What we need is more, not less, free speech. Clearly, an informed electorate can, over time and with a modicum of digging and attentiveness, easily distinguish sleaze from fact and separate out talking points from meaningful messaging. To deny Americans that right is dangerous and terribly shortsighted. As T. Jefferson asserted, “Errors in opinion may be tolerated where reason is left to combat it; information is the currency of democracy."

And for the strong 2nd amendment supporters among us, another benefit of this ruling is that groups like the NRA and firearms manufacturers can now finance ads in support of candidates which defend the Second Amendment. Also, American sugar refineries, for example, can openly support candidates who favor higher taxes on imported sugar, and Boeing can now spend money to support candidates who are fighting to keep the Air Force from awarding its refueling tanker contract to European companies, thus saving American jobs. So, under closer scrutiny, the economic and free speech benefits of this ruling far outweigh any possible perils to our Republic.

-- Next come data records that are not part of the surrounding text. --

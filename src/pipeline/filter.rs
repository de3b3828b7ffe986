// 该文件是 Yunsun （云隼） 项目的一部分。
// src/pipeline/filter.rs - 几何合理性筛选
//
// 本程序遵循 GNU Affero 通用公共许可证（AGPL）许可协议。
// 本程序的发布旨在提供实用价值，但不作任何形式的担保，
// 包括但不限于对适销性或特定用途适用性的默示担保。
// 更多详情请参阅 GNU 通用公共许可证。
//
// Copyright (C) 2026 Johann Li <me@qinka.pro>, ETVP

use crate::config::ClassConfig;
use crate::detect::{Detection, RawDetection};
use crate::raster::Affine;

/// 按占地面积与长宽比筛选候选框，生成带类别内序号的目标。
///
/// 面积为地面米制宽高之积，长宽比为长边与短边之比（分母加 1e-6），
/// 两者均按闭区间判定。序号从 1 起连续分配，只计入通过的目标。
pub fn apply(
  config: &'static ClassConfig,
  boxes: Vec<RawDetection>,
  pixel_size: (f64, f64),
  affine: &Affine,
) -> Vec<Detection> {
  let (xres, yres) = pixel_size;
  let mut out = Vec::new();
  let mut next_id = 0u32;

  for b in boxes {
    let w_m = b.width() * xres;
    let h_m = b.height() * yres;
    let area = w_m * h_m;
    let aspect = w_m.max(h_m) / (w_m.min(h_m) + 1e-6);

    if area < config.area_range.0 || area > config.area_range.1 {
      continue;
    }
    if aspect < config.ratio_range.0 || aspect > config.ratio_range.1 {
      continue;
    }

    next_id += 1;
    let (cx, cy) = ((b.x0 + b.x1) / 2.0, (b.y0 + b.y1) / 2.0);
    let (center_x, center_y) = affine.pixel_to_map(cx, cy);
    out.push(Detection {
      id: next_id,
      class: config.class,
      label: config.label,
      score: b.score,
      bbox_px: [b.x0, b.y0, b.x1, b.y1],
      center_x,
      center_y,
      area_m2: area,
      aspect,
      elevation: 0.0,
      height_m: 0.0,
      lat: 0.0,
      lon: 0.0,
    });
  }

  out
}

#[cfg(test)]
mod tests {
  use super::*;
  use crate::config::class_config;

  fn raw(x0: f64, y0: f64, x1: f64, y1: f64, score: f32) -> RawDetection {
    RawDetection { x0, y0, x1, y1, score }
  }

  #[test]
  fn plausible_car_box_passes_with_map_centroid() {
    let cfg = class_config("car").unwrap();
    let affine = Affine::from_origin(500000.0, 4000000.0, 0.1, 0.1);
    // 50x30 像素，0.1 米分辨率 → 5m x 3m，面积 15，长宽比约 1.67
    let kept = apply(cfg, vec![raw(100.0, 200.0, 150.0, 230.0, 0.9)], (0.1, 0.1), &affine);

    assert_eq!(kept.len(), 1);
    let det = &kept[0];
    assert_eq!(det.id, 1);
    assert_eq!(det.label, "vehicle");
    assert_eq!(det.class, "car");
    assert!((det.area_m2 - 15.0).abs() < 1e-9);
    assert!((det.aspect - 5.0 / (3.0 + 1e-6)).abs() < 1e-9);
    assert!((det.center_x - (500000.0 + 12.5)).abs() < 1e-9);
    assert!((det.center_y - (4000000.0 - 21.5)).abs() < 1e-9);
    assert_eq!(det.elevation, 0.0);
    assert_eq!(det.height_m, 0.0);
  }

  #[test]
  fn area_out_of_range_is_rejected() {
    let cfg = class_config("car").unwrap();
    let affine = Affine::from_origin(0.0, 100.0, 0.1, 0.1);
    // 1 平方米，低于乘用车下限 4
    assert!(apply(cfg, vec![raw(0.0, 0.0, 10.0, 10.0, 0.9)], (0.1, 0.1), &affine).is_empty());
    // 100 平方米，超出上限 25
    assert!(apply(cfg, vec![raw(0.0, 0.0, 100.0, 100.0, 0.9)], (0.1, 0.1), &affine).is_empty());
  }

  #[test]
  fn aspect_out_of_range_is_rejected() {
    let cfg = class_config("car").unwrap();
    let affine = Affine::from_origin(0.0, 100.0, 0.1, 0.1);
    // 10m x 1m：面积 10 在范围内，长宽比约 10 超出 [1, 3]
    assert!(apply(cfg, vec![raw(0.0, 0.0, 100.0, 10.0, 0.9)], (0.1, 0.1), &affine).is_empty());
  }

  #[test]
  fn area_boundary_is_inclusive() {
    let cfg = class_config("car").unwrap();
    let affine = Affine::from_origin(0.0, 100.0, 0.5, 0.5);
    // 6.25m x 4m：面积恰为上限 25，长宽比约 1.56
    let kept = apply(cfg, vec![raw(0.0, 0.0, 12.5, 8.0, 0.9)], (0.5, 0.5), &affine);
    assert_eq!(kept.len(), 1);
  }

  #[test]
  fn square_box_falls_just_under_unit_ratio() {
    let affine = Affine::from_origin(0.0, 100.0, 0.5, 0.5);
    // 长边除以 (短边 + 1e-6)，正方形略小于 1
    let cfg = class_config("car").unwrap();
    let kept = apply(cfg, vec![raw(0.0, 0.0, 4.0, 4.0, 0.9)], (0.5, 0.5), &affine);
    assert!(kept.is_empty(), "乘用车长宽比下限为 1，正方形框应被剔除");

    // 锥桶下限 0.8，同样的正方形可以通过
    let cfg = class_config("cone").unwrap();
    let affine = Affine::from_origin(0.0, 100.0, 0.1, 0.1);
    let kept = apply(cfg, vec![raw(0.0, 0.0, 4.0, 4.0, 0.8)], (0.1, 0.1), &affine);
    assert_eq!(kept.len(), 1);
  }

  #[test]
  fn ids_count_only_survivors() {
    let cfg = class_config("car").unwrap();
    let affine = Affine::from_origin(0.0, 100.0, 0.1, 0.1);
    let kept = apply(
      cfg,
      vec![
        raw(0.0, 0.0, 50.0, 30.0, 0.9),
        raw(0.0, 0.0, 5.0, 5.0, 0.9),
        raw(100.0, 100.0, 150.0, 130.0, 0.8),
      ],
      (0.1, 0.1),
      &affine,
    );

    assert_eq!(kept.len(), 2);
    assert_eq!(kept[0].id, 1);
    assert_eq!(kept[1].id, 2);
  }
}
// 该文件是 Yunsun （云隼） 项目的一部分。
// src/args.rs - 项目参数配置
//
// 本程序遵循 GNU Affero 通用公共许可证（AGPL）许可协议。
// 本程序的发布旨在提供实用价值，但不作任何形式的担保，
// 包括但不限于对适销性或特定用途适用性的默示担保。
// 更多详情请参阅 GNU 通用公共许可证。
//
// Copyright (C) 2026 Johann Li <me@qinka.pro>, ETVP

use clap::Parser;
use url::Url;

/// Yunsun 项目参数配置
#[derive(Parser, Debug)]
#[command(author, version, about, long_about = None)]
pub struct Args {
  /// 正射影像来源
  /// 支持格式:
  /// - GeoTIFF: geotiff:///data/ortho.tif
  #[arg(long, value_name = "SOURCE")]
  pub ortho: Url,

  /// 高程点云来源（可选）
  /// 支持格式:
  /// - XYZ 文本: xyz:///data/cloud.txt?delim=space
  #[arg(long, value_name = "SOURCE")]
  pub cloud: Option<Url>,

  /// 数字表面模型来源（可选）
  /// 支持格式:
  /// - GeoTIFF: geotiff:///data/dsm.tif
  #[arg(long, value_name = "SOURCE")]
  pub dsm: Option<Url>,

  /// 结果输出，可多次指定
  /// 支持格式:
  /// - JSON 报告: json:///out/report.json
  /// - CSV 表格: csv:///out/report.csv
  /// - 叠加图: overlay:///out/overlay.png?max_dim=2048
  #[arg(long, value_name = "OUTPUT")]
  pub output: Vec<Url>,

  /// 检测器登记，形如 类别=URL，可多次指定
  /// 例如: car=lum://?min=200
  #[arg(long, value_name = "CLASS=URL")]
  pub detector: Vec<String>,

  /// 置信度阈值 (0.0 - 1.0)，缺省使用各类别内置阈值
  #[arg(long, value_name = "THRESHOLD")]
  pub confidence: Option<f32>,

  /// 跳过乘用车检测
  #[arg(long)]
  pub no_vehicle: bool,

  /// 跳过行人检测
  #[arg(long)]
  pub no_person: bool,

  /// 跳过锥桶检测
  #[arg(long)]
  pub no_cone: bool,

  /// 跳过高度融合
  #[arg(long)]
  pub no_elevation: bool,

  /// 高度先验采样种子
  #[arg(long, default_value = "42", value_name = "SEED")]
  pub seed: u64,

  /// 任务状态轮询间隔（毫秒）
  #[arg(long, default_value = "200", value_name = "MS")]
  pub poll_ms: u64,
}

And though the perception is that Republicans garner more corporate support than Democrats, given that both parties are receiving huge amounts from corporations and interest groups already, one would have a very difficult time proving that this ruling somehow unfairly favors either side. For example, Goldman Sachs donated more money to Obama than to any other candidate and corporations were the number one donors to his campaign. The short of it is that Obama set the record for corporate donations, to say nothing of very generous donations from fat-cat union bosses. Thus, accusing SCOTUS of playing favorites is specious at best, blatantly dishonest at worst. Historical analysis clearly demonstrates that corporate donations are fairly evenly split (50.5% GOP v 49.5% Dem), although Dems far outpace Republicans when it comes to union donations.

Also, let’s not forget that those mean ‘ole corporations are groups of individuals who also have constitutional right--the workers, the CEOs, the shareholders. Individuals shouldn’t have to surrender their rights merely because they come together to magnify the effects of their donations. Think about this: George Soros, a dangerous socialist dingbat, can and has spent millions in support of socialist/Democratic policies and candidates, but when you and a hundred other citizens get together to spend your money for the same purpose that’s unfair? Twisted logic, indeed.

As George Will succinctly commented, “The dissemination of political speech requires money, so restricting money restricts free speech.” Pretty straightforward , I’d say.

Finally, to any but the leftist elites, Obama clearly owes the Supreme Court an apology for his boorishness and slander. But, I wouldn’t hold my breath if I were you.

November 2010 and 2012 can’t come soon enough. Lord help us all and the Constitution ‘til then.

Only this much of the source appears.